Fuel duty cut by 5p per litre

He says, on average, the cut will save the average car driver £100 over the next year, while van drivers could save around £200.

This is an immediate change If the news reports are to be believed motorists are not benefiting from the reduction as fuel stations are only passing on up to half of the duty relief.

Rise in base level National Insurance

From July, the threshold at which workers will start making Class 1 and Class 4 National Insurance contributions (NICs) will increase to £12,570. This matches your personal allowance.

The significance of this is yes you will save a small amount of tax as NI is triggered at a higher amount but more importantly if you own your own business your tax optimal salary can increase from July.

If you aren’t sure what I mean by tax optimal salary, if you are eligible, i.e. your company has sufficient reserves you can pay yourself a lower salary and supplement the difference with dividends.

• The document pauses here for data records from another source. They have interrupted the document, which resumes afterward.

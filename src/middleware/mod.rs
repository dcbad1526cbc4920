//! Middleware del sistema
//!
//! Este módulo contiene el extractor de identidad del actor y la
//! configuración de CORS.

pub mod actor;
pub mod cors;

pub use cors::cors_layer;
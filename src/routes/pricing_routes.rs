use axum::{
    extract::{Query, State},
    routing::{get, post},
    Json, Router,
};
use validator::Validate;

use crate::dto::pricing_dto::LandedCostQuery;
use crate::dto::ApiResponse;
use crate::models::auth::Actor;
use crate::models::fee_settings::{FeeSettings, FeeSettingsUpdate};
use crate::models::pricing::{LandedCost, PaymentAmount, PaymentAmountRequest};
use crate::state::AppState;
use crate::utils::errors::AppError;

pub fn create_pricing_router() -> Router<AppState> {
    Router::new()
        .route("/landed-cost", get(landed_cost))
        .route("/payment-amount", post(payment_amount))
        .route("/fees", get(get_fees).put(update_fees))
}

async fn landed_cost(
    State(state): State<AppState>,
    Query(query): Query<LandedCostQuery>,
) -> Result<Json<ApiResponse<LandedCost>>, AppError> {
    query.validate()?;
    let cost = state
        .pricing
        .compute_landed_cost(query.price_usd, query.shipping_method)
        .await?;
    Ok(Json(ApiResponse::success(cost)))
}

async fn payment_amount(
    State(state): State<AppState>,
    Json(request): Json<PaymentAmountRequest>,
) -> Result<Json<ApiResponse<PaymentAmount>>, AppError> {
    let amount = state.pricing.compute_payment_amount(&request)?;
    Ok(Json(ApiResponse::success(amount)))
}

async fn get_fees(State(state): State<AppState>) -> Result<Json<ApiResponse<FeeSettings>>, AppError> {
    let settings = state.pricing.fee_settings().await?;
    Ok(Json(ApiResponse::success(settings)))
}

async fn update_fees(
    State(state): State<AppState>,
    actor: Actor,
    Json(update): Json<FeeSettingsUpdate>,
) -> Result<Json<ApiResponse<FeeSettings>>, AppError> {
    let settings = state.pricing.update_fee_settings(update, &actor).await?;
    Ok(Json(ApiResponse::success_with_message(
        settings,
        "Fee settings updated".to_string(),
    )))
}
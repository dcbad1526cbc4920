pub mod common_dto;
pub mod order_dto;
pub mod pricing_dto;
pub mod vehicle_dto;

pub use common_dto::{ApiResponse, PagedResponse};
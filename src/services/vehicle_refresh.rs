//! Refresco de precios de vehículos obsoletos
//!
//! Un vehículo persistido con origen API es obsoleto cuando
//! `now - last_api_sync >= ttl`. Los vehículos MANUAL nunca lo son.
//! El refresco nunca falla hacia el llamador: ante cualquier error el último
//! precio conocido sigue siendo el autoritativo.

use std::collections::HashMap;
use std::sync::{Arc, Mutex};

use chrono::{DateTime, Duration, Utc};
use serde_json::json;
use tokio::sync::watch;
use tokio::task::JoinHandle;
use tracing::{debug, error, info, warn};
use uuid::Uuid;

use crate::clients::listing_provider::ListingProvider;
use crate::models::activity::{ActivityKind, ActivityRecord};
use crate::models::vehicle::{ApiSyncStatus, PriceHistoryEntry, Vehicle, VehicleSource};
use crate::repositories::{ActivityLog, VehicleStore};
use crate::utils::money::differs;

/// Motivo registrado en el historial para cambios detectados al sincronizar
pub const SYNC_REASON: &str = "api_sync";

/// Verificar si un vehículo persistido necesita refresco
pub fn is_stale(vehicle: &Vehicle, ttl: Duration, now: DateTime<Utc>) -> bool {
    if vehicle.is_temporary || vehicle.source == VehicleSource::Manual {
        return false;
    }
    match vehicle.last_api_sync {
        Some(synced) => now - synced >= ttl,
        None => true,
    }
}

/// Resultado de un refresco
#[derive(Debug, Clone)]
pub enum RefreshOutcome {
    /// Mismo precio: solo avanzó `last_api_sync`
    Unchanged(Vehicle),
    PriceChanged(Vehicle),
    /// El proveedor falló: el vehículo queda OUTDATED con su último precio
    Failed(Vehicle),
    /// Otro refresco del mismo vehículo está en curso
    Skipped(Vehicle),
    /// Se esperó el refresco en curso; contiene el vehículo ya releído
    Joined(Vehicle),
}

impl RefreshOutcome {
    pub fn vehicle(&self) -> &Vehicle {
        match self {
            RefreshOutcome::Unchanged(v)
            | RefreshOutcome::PriceChanged(v)
            | RefreshOutcome::Failed(v)
            | RefreshOutcome::Skipped(v)
            | RefreshOutcome::Joined(v) => v,
        }
    }

    pub fn into_vehicle(self) -> Vehicle {
        match self {
            RefreshOutcome::Unchanged(v)
            | RefreshOutcome::PriceChanged(v)
            | RefreshOutcome::Failed(v)
            | RefreshOutcome::Skipped(v)
            | RefreshOutcome::Joined(v) => v,
        }
    }
}

/// Refrescos en curso por vehículo. Soltar el `Sender` despierta a quien espera.
type InFlightMap = Arc<Mutex<HashMap<Uuid, watch::Sender<()>>>>;

/// Marca de refresco en curso; se libera al soltarse
struct InFlight {
    map: InFlightMap,
    id: Uuid,
}

impl Drop for InFlight {
    fn drop(&mut self) {
        if let Ok(mut map) = self.map.lock() {
            map.remove(&self.id);
        }
    }
}

enum Claim {
    Owner(InFlight),
    Running(watch::Receiver<()>),
}

pub struct VehicleRefresher {
    store: Arc<dyn VehicleStore>,
    provider: Arc<dyn ListingProvider>,
    activity: Arc<dyn ActivityLog>,
    ttl: Duration,
    in_flight: InFlightMap,
}

impl VehicleRefresher {
    pub fn new(
        store: Arc<dyn VehicleStore>,
        provider: Arc<dyn ListingProvider>,
        activity: Arc<dyn ActivityLog>,
        ttl_seconds: u64,
    ) -> Self {
        Self {
            store,
            provider,
            activity,
            ttl: Duration::seconds(ttl_seconds as i64),
            in_flight: Arc::new(Mutex::new(HashMap::new())),
        }
    }

    pub fn is_stale(&self, vehicle: &Vehicle, now: DateTime<Utc>) -> bool {
        is_stale(vehicle, self.ttl, now)
    }

    fn claim(&self, id: Uuid) -> Option<Claim> {
        let mut map = self.in_flight.lock().ok()?;
        if let Some(sender) = map.get(&id) {
            return Some(Claim::Running(sender.subscribe()));
        }
        let (sender, _) = watch::channel(());
        map.insert(id, sender);
        Some(Claim::Owner(InFlight {
            map: self.in_flight.clone(),
            id,
        }))
    }

    /// Lanzar un refresco en segundo plano; el llamador no lo espera
    pub fn spawn_refresh(self: &Arc<Self>, vehicle: Vehicle) -> JoinHandle<()> {
        let refresher = Arc::clone(self);
        tokio::spawn(async move {
            let vin = vehicle.vin.clone();
            match refresher.refresh(&vehicle).await {
                RefreshOutcome::Failed(_) => warn!("⚠️ Refresco en segundo plano falló para VIN {}", vin),
                RefreshOutcome::Skipped(_) => debug!("🔄 Refresco de VIN {} ya en curso", vin),
                _ => debug!("✅ Refresco en segundo plano completado para VIN {}", vin),
            }
        })
    }

    /// Re-consultar el listado por VIN y aplicar la política de precios.
    /// Si ya hay un refresco del mismo vehículo en curso no hace nada.
    pub async fn refresh(&self, vehicle: &Vehicle) -> RefreshOutcome {
        let Some(id) = vehicle.persisted_id() else {
            return RefreshOutcome::Skipped(vehicle.clone());
        };
        match self.claim(id) {
            Some(Claim::Owner(_guard)) => self.run(vehicle, id).await,
            _ => RefreshOutcome::Skipped(vehicle.clone()),
        }
    }

    /// Como `refresh`, pero si otro refresco está en curso lo espera y
    /// devuelve el vehículo tal como quedó
    pub async fn refresh_or_join(&self, vehicle: &Vehicle) -> RefreshOutcome {
        let Some(id) = vehicle.persisted_id() else {
            return RefreshOutcome::Skipped(vehicle.clone());
        };
        let mut running = match self.claim(id) {
            Some(Claim::Owner(_guard)) => return self.run(vehicle, id).await,
            Some(Claim::Running(receiver)) => receiver,
            None => return RefreshOutcome::Skipped(vehicle.clone()),
        };

        debug!("⏳ Esperando refresco en curso del vehículo {}", id);
        // Solo termina cuando el dueño suelta el Sender
        while running.changed().await.is_ok() {}

        match self.store.find_by_id(id).await {
            Ok(Some(latest)) => RefreshOutcome::Joined(latest),
            Ok(None) => RefreshOutcome::Joined(vehicle.clone()),
            Err(e) => {
                error!("❌ No se pudo releer el vehículo {}: {}", id, e);
                RefreshOutcome::Skipped(vehicle.clone())
            }
        }
    }

    async fn run(&self, vehicle: &Vehicle, id: Uuid) -> RefreshOutcome {
        info!("🔄 Refrescando precio del vehículo {} (VIN {})", id, vehicle.vin);
        let now = Utc::now();

        let listing = match self.provider.fetch_listing_by_vin(&vehicle.vin).await {
            Ok(Some(listing)) => listing,
            Ok(None) => return self.mark_failed(vehicle, id, "listing no longer available").await,
            Err(e) => return self.mark_failed(vehicle, id, &e.to_string()).await,
        };
        let Some(new_price) = listing.positive_price() else {
            return self.mark_failed(vehicle, id, "listing has no price").await;
        };

        if !differs(new_price, vehicle.price_usd) {
            if let Err(e) = self.store.mark_synced(id, now).await {
                error!("❌ No se pudo marcar sincronizado el vehículo {}: {}", id, e);
                return RefreshOutcome::Failed(vehicle.clone());
            }
            let mut synced = vehicle.clone();
            synced.last_api_sync = Some(now);
            synced.api_sync_status = ApiSyncStatus::Synced;
            return RefreshOutcome::Unchanged(synced);
        }

        let entry = PriceHistoryEntry::new(vehicle.price_usd, new_price, SYNC_REASON, VehicleSource::Api, now);
        let metadata = json!({
            "old_price": vehicle.price_usd,
            "new_price": new_price,
            "change_amount": entry.change_amount,
            "change_percent": entry.change_percent,
        });

        match self.store.record_price_change(id, entry, Some(now)).await {
            Ok(updated) => {
                info!(
                    "💰 Precio actualizado para VIN {}: {} → {}",
                    vehicle.vin, vehicle.price_usd, new_price
                );
                self.log_activity(
                    ActivityRecord::new(
                        ActivityKind::PriceChanged,
                        Some(id),
                        &vehicle.vin,
                        format!("Price changed from {} to {}", vehicle.price_usd, new_price),
                    )
                    .with_metadata(metadata),
                )
                .await;
                RefreshOutcome::PriceChanged(updated)
            }
            Err(e) => {
                error!("❌ No se pudo guardar el nuevo precio de {}: {}", id, e);
                RefreshOutcome::Failed(vehicle.clone())
            }
        }
    }

    async fn mark_failed(&self, vehicle: &Vehicle, id: Uuid, reason: &str) -> RefreshOutcome {
        warn!("⚠️ Refresco fallido para VIN {}: {}", vehicle.vin, reason);

        if let Err(e) = self.store.set_sync_status(id, ApiSyncStatus::Outdated).await {
            error!("❌ No se pudo marcar OUTDATED el vehículo {}: {}", id, e);
        }
        self.log_activity(
            ActivityRecord::new(
                ActivityKind::RefreshFailed,
                Some(id),
                &vehicle.vin,
                format!("Price refresh failed: {}", reason),
            )
            .with_metadata(json!({ "last_known_price": vehicle.price_usd })),
        )
        .await;

        let mut outdated = vehicle.clone();
        outdated.api_sync_status = ApiSyncStatus::Outdated;
        RefreshOutcome::Failed(outdated)
    }

    async fn log_activity(&self, record: ActivityRecord) {
        if let Err(e) = self.activity.record(record).await {
            warn!("⚠️ No se pudo registrar actividad: {}", e);
        }
    }
}
//! Motor de precios
//!
//! `total_usd = precio del vehículo + tarifas fijas`. Duty, VAT y CISS se
//! reportan en el desglose pero no se suman al total.

use std::sync::Arc;

use chrono::Utc;
use rust_decimal::Decimal;
use rust_decimal_macros::dec;
use tracing::info;
use validator::Validate;

use crate::models::auth::Actor;
use crate::models::fee_settings::{FeeSettings, FeeSettingsUpdate};
use crate::models::pricing::{
    LandedCost, PaymentAmount, PaymentAmountRequest, PaymentType, PriceBreakdown, ShippingMethod,
};
use crate::repositories::FeeSettingsStore;
use crate::utils::errors::{invalid_argument, AppResult};
use crate::utils::money::{percent_of, round_money};

/// Configuración del motor de precios
#[derive(Debug, Clone)]
pub struct PricingConfig {
    /// Porcentaje del total cobrado como depósito
    pub deposit_percent: Decimal,
    /// Moneda local de cobro (ISO 4217)
    pub local_currency: String,
    pub exchange_rate_ttl_secs: u64,
}

impl Default for PricingConfig {
    fn default() -> Self {
        Self {
            deposit_percent: dec!(30),
            local_currency: "NGN".to_string(),
            exchange_rate_ttl_secs: 43_200,
        }
    }
}

/// Desglose puro a partir de una configuración de tarifas ya leída
pub fn landed_cost(settings: &FeeSettings, vehicle_price_usd: Decimal, shipping_method: Option<ShippingMethod>) -> LandedCost {
    let price = round_money(vehicle_price_usd);
    let fixed_fees = round_money(settings.payable_fixed_fees());

    let breakdown = PriceBreakdown {
        vehicle_price_usd: price,
        shipping_method,
        import_duty_percent: settings.import_duty_percent,
        import_duty_usd: percent_of(settings.import_duty_percent, price),
        vat_percent: settings.vat_percent,
        vat_usd: percent_of(settings.vat_percent, price),
        ciss_percent: settings.ciss_percent,
        ciss_usd: percent_of(settings.ciss_percent, price),
        inspection_fee_usd: round_money(settings.inspection_fee),
        sourcing_fee_usd: round_money(settings.sourcing_fee),
        handling_fee_usd: round_money(settings.handling_fee),
        shipping_fee_usd: round_money(settings.shipping_fee),
        clearing_fee_usd: round_money(settings.clearing_fee),
        port_charges_usd: round_money(settings.port_charges),
        local_delivery_fee_usd: round_money(settings.local_delivery_fee),
        fixed_fees_usd: fixed_fees,
    };

    LandedCost {
        total_usd: price + fixed_fees,
        breakdown,
    }
}

/// Depósito y saldo de un total; la suma es exacta
pub fn deposit_split(total_usd: Decimal, deposit_percent: Decimal) -> (Decimal, Decimal) {
    let deposit = percent_of(deposit_percent, total_usd);
    (deposit, total_usd - deposit)
}

/// Monto a cobrar (o devolver) según el tipo de pago
pub fn payment_amount(request: &PaymentAmountRequest, deposit_percent: Decimal) -> AppResult<PaymentAmount> {
    let total = round_money(request.total_amount_usd);
    if total <= Decimal::ZERO {
        return Err(invalid_argument("total amount must be positive"));
    }
    let paid = round_money(request.amount_paid_usd.unwrap_or(total));

    let amount = match request.payment_type {
        PaymentType::Deposit => deposit_split(total, deposit_percent).0,
        PaymentType::Balance => deposit_split(total, deposit_percent).1,
        PaymentType::Full => total,
        PaymentType::Refund => paid,
        PaymentType::PartialRefund => {
            let amount = request
                .amount_usd
                .map(round_money)
                .ok_or_else(|| invalid_argument("partial refunds require an explicit amount"))?;
            if amount <= Decimal::ZERO || amount > paid {
                return Err(invalid_argument(format!(
                    "partial refund must be within (0, {}]",
                    paid
                )));
            }
            amount
        }
    };

    Ok(PaymentAmount {
        payment_type: request.payment_type,
        payment_amount: amount,
    })
}

pub struct PricingService {
    fees: Arc<dyn FeeSettingsStore>,
    config: PricingConfig,
}

impl PricingService {
    pub fn new(fees: Arc<dyn FeeSettingsStore>, config: PricingConfig) -> Self {
        Self { fees, config }
    }

    pub fn config(&self) -> &PricingConfig {
        &self.config
    }

    /// Tarifas vigentes; se crean con valores por defecto en la primera lectura
    pub async fn fee_settings(&self) -> AppResult<FeeSettings> {
        self.fees.load_or_init(&FeeSettings::default()).await
    }

    pub async fn update_fee_settings(&self, update: FeeSettingsUpdate, actor: &Actor) -> AppResult<FeeSettings> {
        actor.require_admin("update fee settings")?;
        update.validate()?;

        let mut settings = self.fee_settings().await?;
        settings.apply(&update, actor.id, Utc::now());
        let saved = self.fees.save(&settings).await?;
        info!("💰 Tarifas actualizadas por {}", actor.id);
        Ok(saved)
    }

    pub async fn compute_landed_cost(
        &self,
        vehicle_price_usd: Decimal,
        shipping_method: Option<ShippingMethod>,
    ) -> AppResult<LandedCost> {
        if vehicle_price_usd <= Decimal::ZERO {
            return Err(invalid_argument("vehicle price must be positive"));
        }
        let settings = self.fee_settings().await?;
        Ok(landed_cost(&settings, vehicle_price_usd, shipping_method))
    }

    pub fn compute_payment_amount(&self, request: &PaymentAmountRequest) -> AppResult<PaymentAmount> {
        payment_amount(request, self.config.deposit_percent)
    }
}

#[cfg(test)]
mod tests {
    use super::*;
    use crate::repositories::memory::MemoryFeeSettingsStore;
    use crate::utils::errors::AppError;
    use uuid::Uuid;

    fn request(total: Decimal, payment_type: PaymentType) -> PaymentAmountRequest {
        PaymentAmountRequest {
            total_amount_usd: total,
            payment_type,
            amount_paid_usd: None,
            amount_usd: None,
        }
    }

    #[test]
    fn test_default_fees_landed_cost() {
        let cost = landed_cost(&FeeSettings::default(), dec!(20000), None);
        assert_eq!(cost.total_usd, dec!(22305));
        assert_eq!(cost.breakdown.import_duty_usd, dec!(7000));
        assert_eq!(cost.breakdown.vat_usd, dec!(1500));
        assert_eq!(cost.breakdown.ciss_usd, dec!(3000));
        assert_eq!(cost.breakdown.fixed_fees_usd, dec!(2305));
    }

    #[test]
    fn test_reserved_fees_not_in_total() {
        let settings = FeeSettings {
            clearing_fee: dec!(400),
            port_charges: dec!(250),
            local_delivery_fee: dec!(90),
            ..FeeSettings::default()
        };
        let cost = landed_cost(&settings, dec!(1000), Some(ShippingMethod::Air));
        assert_eq!(cost.total_usd, dec!(3305));
        assert_eq!(cost.breakdown.clearing_fee_usd, dec!(400));
        assert_eq!(cost.breakdown.shipping_method, Some(ShippingMethod::Air));
    }

    #[test]
    fn test_landed_cost_is_deterministic() {
        let settings = FeeSettings::default();
        let a = serde_json::to_string(&landed_cost(&settings, dec!(1000), Some(ShippingMethod::Air))).unwrap();
        let b = serde_json::to_string(&landed_cost(&settings, dec!(1000), Some(ShippingMethod::Air))).unwrap();
        assert_eq!(a, b);
    }

    #[test]
    fn test_deposit_plus_balance_equals_total() {
        for total in [dec!(22305), dec!(1000.01), dec!(3333.33), dec!(0.07), dec!(98765.43)] {
            let deposit = payment_amount(&request(total, PaymentType::Deposit), dec!(30)).unwrap();
            let balance = payment_amount(&request(total, PaymentType::Balance), dec!(30)).unwrap();
            assert_eq!(deposit.payment_amount + balance.payment_amount, total, "total {}", total);
        }
        let deposit = payment_amount(&request(dec!(22305), PaymentType::Deposit), dec!(30)).unwrap();
        assert_eq!(deposit.payment_amount, dec!(6691.50));
    }

    #[test]
    fn test_refund_amounts() {
        let mut refund = request(dec!(22305), PaymentType::Refund);
        refund.amount_paid_usd = Some(dec!(6691.50));
        assert_eq!(payment_amount(&refund, dec!(30)).unwrap().payment_amount, dec!(6691.50));

        let mut partial = request(dec!(22305), PaymentType::PartialRefund);
        partial.amount_paid_usd = Some(dec!(6691.50));
        assert!(matches!(payment_amount(&partial, dec!(30)), Err(AppError::InvalidArgument(_))));

        partial.amount_usd = Some(dec!(7000));
        assert!(payment_amount(&partial, dec!(30)).is_err());

        partial.amount_usd = Some(dec!(1000));
        assert_eq!(payment_amount(&partial, dec!(30)).unwrap().payment_amount, dec!(1000));
    }

    #[tokio::test]
    async fn test_fee_settings_lazy_init_and_admin_update() {
        let service = PricingService::new(Arc::new(MemoryFeeSettingsStore::new()), PricingConfig::default());
        assert_eq!(service.fee_settings().await.unwrap().shipping_fee, dec!(1800));

        let update = FeeSettingsUpdate {
            shipping_fee: Some(dec!(2000)),
            ..Default::default()
        };
        let customer = Actor::customer(Uuid::new_v4());
        assert!(matches!(
            service.update_fee_settings(update.clone(), &customer).await,
            Err(AppError::Forbidden(_))
        ));

        let admin = Actor::admin(Uuid::new_v4());
        service.update_fee_settings(update, &admin).await.unwrap();
        let cost = service.compute_landed_cost(dec!(20000), None).await.unwrap();
        assert_eq!(cost.total_usd, dec!(22505));

        let invalid = FeeSettingsUpdate {
            vat_percent: Some(dec!(101)),
            ..Default::default()
        };
        assert!(matches!(
            service.update_fee_settings(invalid, &admin).await,
            Err(AppError::Validation(_))
        ));
    }
}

For example, if you wish to take home £100k a year from your company. Your options are:

  1. Take £100k salary – not overall efficient as income tax rates are high
  2. Take £100k dividends – overall is ok tax wise but may not be realistic as you must check your reserves before each and every dividend is declared so your books must be up to date with real time information to avoid an “illegal dividend”
  3. Take a small salary up to NI lower earnings threshold and the balance as dividends. This maximises your personal allowance limit and the balance is taxed at the lower dividend rates.

With option 3 from July your salary can increase to £12,570 for the 2022/23 tax year.

Talk to your tax adviser and payroll provider to make sure the change is processed.

VAT cut for energy saving

Given the rise in energy bills this is a welcome change.

There’ll be 0% VAT to pay for homeowners investing in energy saving materials such as solar panels, heat pumps or insulation for the next five years. Up to this point, VAT had been charged at 5%.

On the horizon

Income tax rate cut in 2024, basic-rate income tax is due to be cut to 19%, down from the current rate of 20%.